西田 智子 九州産業大学
Henry JamesのThe Aspern Papers (1888)の中で、批評家であり編集者である語り手は、今は亡きアメリカの詩人Jeffrey Aspernの手紙を入手するために、Aspernのかつての恋人Miss Bordereauのヴェニスにある屋敷に下宿する。手紙を手に入れるためにはMiss Bordereauの姪であるMiss Tinaを誘惑してもよいと言い、法外な家賃も投資であると考える語り手は、他者の恋愛模様や人生を詮索し批評することに対しては貪欲なまでに情熱的で逞しい。ところがMiss Bordereauの死後、残された手紙を手に入れるための条件がMiss Tinaとの結婚であることを示され、自分自身が現実の恋愛の対象になると、語り手は突如として恐れをなし、身を引いてしまう。
このような人物達の変貌の様子について、先行研究においては目的の達成を阻まれて逞しさや生彩を失っていく語り手に対し、Miss Tinaが自我に目覚め積極的に生きる女性へと成長している点が指摘されることが多い。だが彼女の成長ぶりを引き立てる語り手の変化に注目してみると、偽名を使ってまで自分の正体や本心を隠し、自分の目論見を「見られる」ことなく他者を「見よう」としていた語り手は、実際には、なかなか姿を見せないMiss BordereauやMiss Tinaに「見張られ」、経済的にも精神的にも彼女達に利用される不利な立場になっていることが分かる。そして、他者の人生を観察し、解釈することで批評家としての社会的アイデンティティーを得ている語り手にとって、物事を「見る」ことが出来ない立場に置かれることは彼のアイデンティティーの危機を意味していると考えられる。そこで本発表では、語り手が女性達から「見られる」ことで、自分自身が「見る」力やアイデンティティーを失っていく点に着眼したい。
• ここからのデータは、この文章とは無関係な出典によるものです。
use std::ops::Range;

/// Splits `total` samples among `devices` and returns the slice for `device`.
///
/// Ranges are contiguous, disjoint and cover `0..total`; their sizes differ by at most 1.
pub fn shard_range(total: usize, device: usize, devices: usize) -> Range<usize> {
    let base = total / devices;
    let rem = total % devices;

    let start = device * base + device.min(rem);
    let extra = usize::from(device < rem);
    start..start + base + extra
}

#[cfg(test)]
mod tests {
    use super::*;

    #[test]
    fn shard_range_balanced() {
        // total 10, devices 3 => sizes 4,3,3
        assert_eq!(shard_range(10, 0, 3), 0..4);
        assert_eq!(shard_range(10, 1, 3), 4..7);
        assert_eq!(shard_range(10, 2, 3), 7..10);
    }

    #[test]
    fn fewer_samples_than_devices_leaves_trailing_shards_empty() {
        assert_eq!(shard_range(1, 0, 2), 0..1);
        assert_eq!(shard_range(1, 1, 2), 1..1);
    }
}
目の上に覆いをかけているMiss Bordereauの目を語り手は見ることが出来ず、彼は専ら「見られる」立場になる。彼がAspernの手紙を盗み出そうとした時には、初めて目の覆いを外したMiss Bordereauに睨み付けられるが、彼は恐怖のあまり冷静に相手を「見る」余裕など無い。さらに彼は自らの男性性を利用してMiss Tinaを誘惑するどころか、逆に女性であるMiss TinaからAspernの手紙を質に結婚を迫られることになり、ひるんで目的を断念することになる。
最終的に、語り手にとって、金銭的な投資の意味も、女性を誘惑する男性としてのジェンダー・アイデンティティーも、他者を「見る」批評家としての社会的なアイデンティティーも失われていく。他者の生を「見る」ことで自分の生のアイデンティティーを得ていた語り手にとって、他者から「見られる」ことは自らが「見る」力と自分の生を奪われることを意味していると考えられる。本発表では、語り手のアイデンティティーの喪失の様子を明らかにしつつ、人生の傍観者が持つ弱さに対するJamesの意識について考察していきたい。